### Task description
For each record below, write an exact copy.

### Material supplied
//! The adapter HAL: config table, hardware scan and open card sessions
//! behind one handle.

use alsa::Direction;

use crate::audio::adapter_config::{load_adapter_config, AdapterTable};
use crate::audio::alsa_device::{self, NegotiatedParams};
use crate::audio::ctl_write::{self, CtlId, CtlValue};
use crate::audio::descriptor::{build_descriptors, AdapterDescriptor};
use crate::audio::enumerator::{AlsaProbe, CardsList, HardwareProbe};
use crate::audio::format::PcmHwParams;
use crate::audio::mixer::{bind_elements, MixerBinding, MixerControl, VolumeRange};
use crate::audio::registry::{CardInstance, CardRegistry};
use crate::audio::resolver::{self, AdapterKind, SelectedCard};
use crate::config::Config;
use crate::error::{HalError, Result};

pub struct AlsaHal<P: HardwareProbe = AlsaProbe> {
    config: Config,
    probe: P,
    /// Parsed on first use, kept until `destroy`.
    table: Option<AdapterTable>,
    cards: CardsList,
    registry: CardRegistry,
}

impl AlsaHal<AlsaProbe> {
    pub fn new(config: Config) -> Self {
        Self::with_probe(config, AlsaProbe)
    }
}

/// Parse the adapter file unless a table is already cached in `slot`.
fn load_table<'a>(slot: &'a mut Option<AdapterTable>, config: &Config) -> Result<&'a AdapterTable> {
    let table = match slot.take() {
        Some(table) => table,
        None => load_adapter_config(&config.adapter_config_file, config.adapter_config_max_bytes)
            .map_err(|e| {
                log::error!(
                    "Failed to load adapter config {}: {}",
                    config.adapter_config_file.display(),
                    e
                );
                e
            })?,
    };
    Ok(slot.insert(table))
}

impl<P: HardwareProbe> AlsaHal<P> {
    pub fn with_probe(config: Config, probe: P) -> Self {
        Self {
            config,
            probe,
            table: None,
            cards: CardsList::new(),
            registry: CardRegistry::new(),
        }
    }

    pub fn config(&self) -> &Config {
        &self.config
    }

    /// Devices seen by the last scan.
    pub fn cards(&self) -> &CardsList {
        &self.cards
    }

    pub fn registry(&self) -> &CardRegistry {
        &self.registry
    }

    /// Stream parameters from the build-time defaults.
    pub fn default_stream_params(&self) -> PcmHwParams {
        PcmHwParams {
            rate: self.config.stream_sample_rate,
            channels: self.config.stream_channels,
            period_size: Some(self.config.stream_period_size),
            ..PcmHwParams::default()
        }
    }

    fn volume_range(&self) -> VolumeRange {
        VolumeRange {
            min: self.config.volume_min,
            max: self.config.volume_max,
        }
    }

    /// Every adapter the board can offer right now.
    pub fn all_adapters(&mut self) -> Result<Vec<AdapterDescriptor>> {
        let table = load_table(&mut self.table, &self.config)?;
        self.cards = self.probe.scan(Direction::Playback)?;
        let descs = build_descriptors(table, self.cards.usb_inserted());
        // Hot-plug state may change; re-read the file on the next listing.
        self.table = None;
        log::info!("{} adapter(s) available", descs.len());
        Ok(descs)
    }

    /// Open (or take another reference on) the session for `card_name`.
    pub fn card_instance(&mut self, card_name: &str) -> Result<&mut CardInstance> {
        self.registry.acquire(card_name)
    }

    fn instance_mut(&mut self, card_name: &str) -> Result<&mut CardInstance> {
        self.registry
            .get_mut(card_name)
            .ok_or_else(|| HalError::UnknownInstance(card_name.to_string()))
    }

    fn selected<'a>(instance: &'a CardInstance, card_name: &str) -> Result<&'a SelectedCard> {
        instance.selected.as_ref().ok_or_else(|| {
            log::error!("{}: no card selected, call card_info first", card_name);
            HalError::NoMatchingCard(card_name.to_string())
        })
    }

    /// Rescan `direction` and pick the card serving `card_name`.
    pub fn card_info(&mut self, card_name: &str, direction: Direction) -> Result<SelectedCard> {
        if self.registry.get(card_name).is_none() {
            return Err(HalError::UnknownInstance(card_name.to_string()));
        }
        let table = load_table(&mut self.table, &self.config)?;
        self.cards = self.probe.scan(direction)?;
        let selected = resolver::resolve(card_name, table, &self.cards, self.config.default_device)?;

        self.instance_mut(card_name)?.selected = Some(selected.clone());
        Ok(selected)
    }

    /// Bind and normalize the volume controls of `card_name` for `direction`.
    pub fn init_mixer(&mut self, card_name: &str, direction: Direction) -> Result<()> {
        let kind = AdapterKind::from_adapter_name(card_name)?;
        let range = self.volume_range();
        let entry = match kind {
            AdapterKind::Primary => {
                let table = load_table(&mut self.table, &self.config)?;
                resolver::match_primary(table, card_name).cloned()
            }
            _ => None,
        };

        let instance = self
            .registry
            .get_mut(card_name)
            .ok_or_else(|| HalError::UnknownInstance(card_name.to_string()))?;
        let ctrl_name = Self::selected(instance, card_name)?.ctrl_name.clone();
        let mixer = match instance.mixer.take() {
            Some(mixer) => mixer,
            None => self.probe.open_mixer(&ctrl_name)?,
        };

        let binding = bind_elements(kind, entry.as_ref(), &*mixer, direction, range);
        instance.mixer = Some(mixer);
        let binding = binding?;
        log::info!(
            "{} {:?}: {} volume element(s) on {}",
            card_name,
            direction,
            binding.elements.len(),
            ctrl_name
        );
        instance.set_binding(binding);
        Ok(())
    }

    /// Open the PCM of `card_name` for `direction` and keep it on the session.
    pub fn open_stream(
        &mut self,
        card_name: &str,
        direction: Direction,
        params: &PcmHwParams,
    ) -> Result<NegotiatedParams> {
        let instance = self.instance_mut(card_name)?;
        let dev_name = Self::selected(instance, card_name)?.dev_name.clone();
        let (pcm, negotiated) = alsa_device::open_pcm(&dev_name, direction, params)?;
        instance.set_pcm(direction, pcm);
        Ok(negotiated)
    }

    fn binding(
        &self,
        card_name: &str,
        direction: Direction,
    ) -> Result<(&dyn MixerControl, &MixerBinding)> {
        let instance = self
            .registry
            .get(card_name)
            .ok_or_else(|| HalError::UnknownInstance(card_name.to_string()))?;
        let mixer = instance
            .mixer
            .as_deref()
            .ok_or_else(|| HalError::NotSupported(format!("{} has no mixer open", card_name)))?;
        let binding = instance.binding(direction).ok_or_else(|| {
            HalError::NotSupported(format!("{} has no {:?} mixer binding", card_name, direction))
        })?;
        Ok((mixer, binding))
    }

    pub fn set_volume(&self, card_name: &str, direction: Direction, value: i64) -> Result<()> {
        let (mixer, binding) = self.binding(card_name, direction)?;
        binding.set_volume(mixer, value)?;
        log::debug!("{} {:?} volume -> {}", card_name, direction, value);
        Ok(())
    }

    pub fn get_volume(&self, card_name: &str, direction: Direction) -> Result<i64> {
        let (mixer, binding) = self.binding(card_name, direction)?;
        binding.volume(mixer)
    }

    pub fn set_mute(&self, card_name: &str, direction: Direction, mute: bool) -> Result<()> {
        let (mixer, binding) = self.binding(card_name, direction)?;
        binding.set_mute(mixer, mute)
    }

    /// Write a raw control element on the card selected for `card_name`.
    pub fn write_control(&self, card_name: &str, id: &CtlId, value: CtlValue) -> Result<()> {
        let instance = self
            .registry
            .get(card_name)
            .ok_or_else(|| HalError::UnknownInstance(card_name.to_string()))?;
        let selected = Self::selected(instance, card_name)?;
        ctl_write::write_ctl_element(&selected.ctrl_name, id, value)
    }

    /// Drop one reference on `card_name`; returns the references left.
    pub fn release(&mut self, card_name: &str) -> Result<u32> {
        self.registry.release(card_name)
    }

    /// Tear everything down. Fails while a session is still referenced.
    pub fn destroy(&mut self) -> Result<()> {
        self.registry.destroy()?;
        self.table = None;
        self.cards = CardsList::new();
        log::info!("ALSA adapter HAL destroyed");
        Ok(())
    }
}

### Result for this exercise
//! The adapter HAL: config table, hardware scan and open card sessions
//! behind one handle.

use alsa::Direction;

use crate::audio::adapter_config::{load_adapter_config, AdapterTable};
use crate::audio::alsa_device::{self, NegotiatedParams};
use crate::audio::ctl_write::{self, CtlId, CtlValue};
use crate::audio::descriptor::{build_descriptors, AdapterDescriptor};
use crate::audio::enumerator::{AlsaProbe, CardsList, HardwareProbe};
use crate::audio::format::PcmHwParams;
use crate::audio::mixer::{bind_elements, MixerBinding, MixerControl, VolumeRange};
use crate::audio::registry::{CardInstance, CardRegistry};
use crate::audio::resolver::{self, AdapterKind, SelectedCard};
use crate::config::Config;
use crate::error::{HalError, Result};

pub struct AlsaHal<P: HardwareProbe = AlsaProbe> {
    config: Config,
    probe: P,
    /// Parsed on first use, kept until `destroy`.
    table: Option<AdapterTable>,
    cards: CardsList,
    registry: CardRegistry,
}

impl AlsaHal<AlsaProbe> {
    pub fn new(config: Config) -> Self {
        Self::with_probe(config, AlsaProbe)
    }
}

/// Parse the adapter file unless a table is already cached in `slot`.
fn load_table<'a>(slot: &'a mut Option<AdapterTable>, config: &Config) -> Result<&'a AdapterTable> {
    let table = match slot.take() {
        Some(table) => table,
        None => load_adapter_config(&config.adapter_config_file, config.adapter_config_max_bytes)
            .map_err(|e| {
                log::error!(
                    "Failed to load adapter config {}: {}",
                    config.adapter_config_file.display(),
                    e
                );
                e
            })?,
    };
    Ok(slot.insert(table))
}

impl<P: HardwareProbe> AlsaHal<P> {
    pub fn with_probe(config: Config, probe: P) -> Self {
        Self {
            config,
            probe,
            table: None,
            cards: CardsList::new(),
            registry: CardRegistry::new(),
        }
    }

    pub fn config(&self) -> &Config {
        &self.config
    }

    /// Devices seen by the last scan.
    pub fn cards(&self) -> &CardsList {
        &self.cards
    }

    pub fn registry(&self) -> &CardRegistry {
        &self.registry
    }

    /// Stream parameters from the build-time defaults.
    pub fn default_stream_params(&self) -> PcmHwParams {
        PcmHwParams {
            rate: self.config.stream_sample_rate,
            channels: self.config.stream_channels,
            period_size: Some(self.config.stream_period_size),
            ..PcmHwParams::default()
        }
    }

    fn volume_range(&self) -> VolumeRange {
        VolumeRange {
            min: self.config.volume_min,
            max: self.config.volume_max,
        }
    }

    /// Every adapter the board can offer right now.
    pub fn all_adapters(&mut self) -> Result<Vec<AdapterDescriptor>> {
        let table = load_table(&mut self.table, &self.config)?;
        self.cards = self.probe.scan(Direction::Playback)?;
        let descs = build_descriptors(table, self.cards.usb_inserted());
        // Hot-plug state may change; re-read the file on the next listing.
        self.table = None;
        log::info!("{} adapter(s) available", descs.len());
        Ok(descs)
    }

    /// Open (or take another reference on) the session for `card_name`.
    pub fn card_instance(&mut self, card_name: &str) -> Result<&mut CardInstance> {
        self.registry.acquire(card_name)
    }

    fn instance_mut(&mut self, card_name: &str) -> Result<&mut CardInstance> {
        self.registry
            .get_mut(card_name)
            .ok_or_else(|| HalError::UnknownInstance(card_name.to_string()))
    }

    fn selected<'a>(instance: &'a CardInstance, card_name: &str) -> Result<&'a SelectedCard> {
        instance.selected.as_ref().ok_or_else(|| {
            log::error!("{}: no card selected, call card_info first", card_name);
            HalError::NoMatchingCard(card_name.to_string())
        })
    }

    /// Rescan `direction` and pick the card serving `card_name`.
    pub fn card_info(&mut self, card_name: &str, direction: Direction) -> Result<SelectedCard> {
        if self.registry.get(card_name).is_none() {
            return Err(HalError::UnknownInstance(card_name.to_string()));
        }
        let table = load_table(&mut self.table, &self.config)?;
        self.cards = self.probe.scan(direction)?;
        let selected = resolver::resolve(card_name, table, &self.cards, self.config.default_device)?;

        self.instance_mut(card_name)?.selected = Some(selected.clone());
        Ok(selected)
    }

    /// Bind and normalize the volume controls of `card_name` for `direction`.
    pub fn init_mixer(&mut self, card_name: &str, direction: Direction) -> Result<()> {
        let kind = AdapterKind::from_adapter_name(card_name)?;
        let range = self.volume_range();
        let entry = match kind {
            AdapterKind::Primary => {
                let table = load_table(&mut self.table, &self.config)?;
                resolver::match_primary(table, card_name).cloned()
            }
            _ => None,
        };

        let instance = self
            .registry
            .get_mut(card_name)
            .ok_or_else(|| HalError::UnknownInstance(card_name.to_string()))?;
        let ctrl_name = Self::selected(instance, card_name)?.ctrl_name.clone();
        let mixer = match instance.mixer.take() {
            Some(mixer) => mixer,
            None => self.probe.open_mixer(&ctrl_name)?,
        };

        let binding = bind_elements(kind, entry.as_ref(), &*mixer, direction, range);
        instance.mixer = Some(mixer);
        let binding = binding?;
        log::info!(
            "{} {:?}: {} volume element(s) on {}",
            card_name,
            direction,
            binding.elements.len(),
            ctrl_name
        );
        instance.set_binding(binding);
        Ok(())
    }

    /// Open the PCM of `card_name` for `direction` and keep it on the session.
    pub fn open_stream(
        &mut self,
        card_name: &str,
        direction: Direction,
        params: &PcmHwParams,
    ) -> Result<NegotiatedParams> {
        let instance = self.instance_mut(card_name)?;
        let dev_name = Self::selected(instance, card_name)?.dev_name.clone();
        let (pcm, negotiated) = alsa_device::open_pcm(&dev_name, direction, params)?;
        instance.set_pcm(direction, pcm);
        Ok(negotiated)
    }

    fn binding(
        &self,
        card_name: &str,
        direction: Direction,
    ) -> Result<(&dyn MixerControl, &MixerBinding)> {
        let instance = self
            .registry
            .get(card_name)
            .ok_or_else(|| HalError::UnknownInstance(card_name.to_string()))?;
        let mixer = instance
            .mixer
            .as_deref()
            .ok_or_else(|| HalError::NotSupported(format!("{} has no mixer open", card_name)))?;
        let binding = instance.binding(direction).ok_or_else(|| {
            HalError::NotSupported(format!("{} has no {:?} mixer binding", card_name, direction))
        })?;
        Ok((mixer, binding))
    }

    pub fn set_volume(&self, card_name: &str, direction: Direction, value: i64) -> Result<()> {
        let (mixer, binding) = self.binding(card_name, direction)?;
        binding.set_volume(mixer, value)?;
        log::debug!("{} {:?} volume -> {}", card_name, direction, value);
        Ok(())
    }

    pub fn get_volume(&self, card_name: &str, direction: Direction) -> Result<i64> {
        let (mixer, binding) = self.binding(card_name, direction)?;
        binding.volume(mixer)
    }

    pub fn set_mute(&self, card_name: &str, direction: Direction, mute: bool) -> Result<()> {
        let (mixer, binding) = self.binding(card_name, direction)?;
        binding.set_mute(mixer, mute)
    }

    /// Write a raw control element on the card selected for `card_name`.
    pub fn write_control(&self, card_name: &str, id: &CtlId, value: CtlValue) -> Result<()> {
        let instance = self
            .registry
            .get(card_name)
            .ok_or_else(|| HalError::UnknownInstance(card_name.to_string()))?;
        let selected = Self::selected(instance, card_name)?;
        ctl_write::write_ctl_element(&selected.ctrl_name, id, value)
    }

    /// Drop one reference on `card_name`; returns the references left.
    pub fn release(&mut self, card_name: &str) -> Result<u32> {
        self.registry.release(card_name)
    }

    /// Tear everything down. Fails while a session is still referenced.
    pub fn destroy(&mut self) -> Result<()> {
        self.registry.destroy()?;
        self.table = None;
        self.cards = CardsList::new();
        log::info!("ALSA adapter HAL destroyed");
        Ok(())
    }
}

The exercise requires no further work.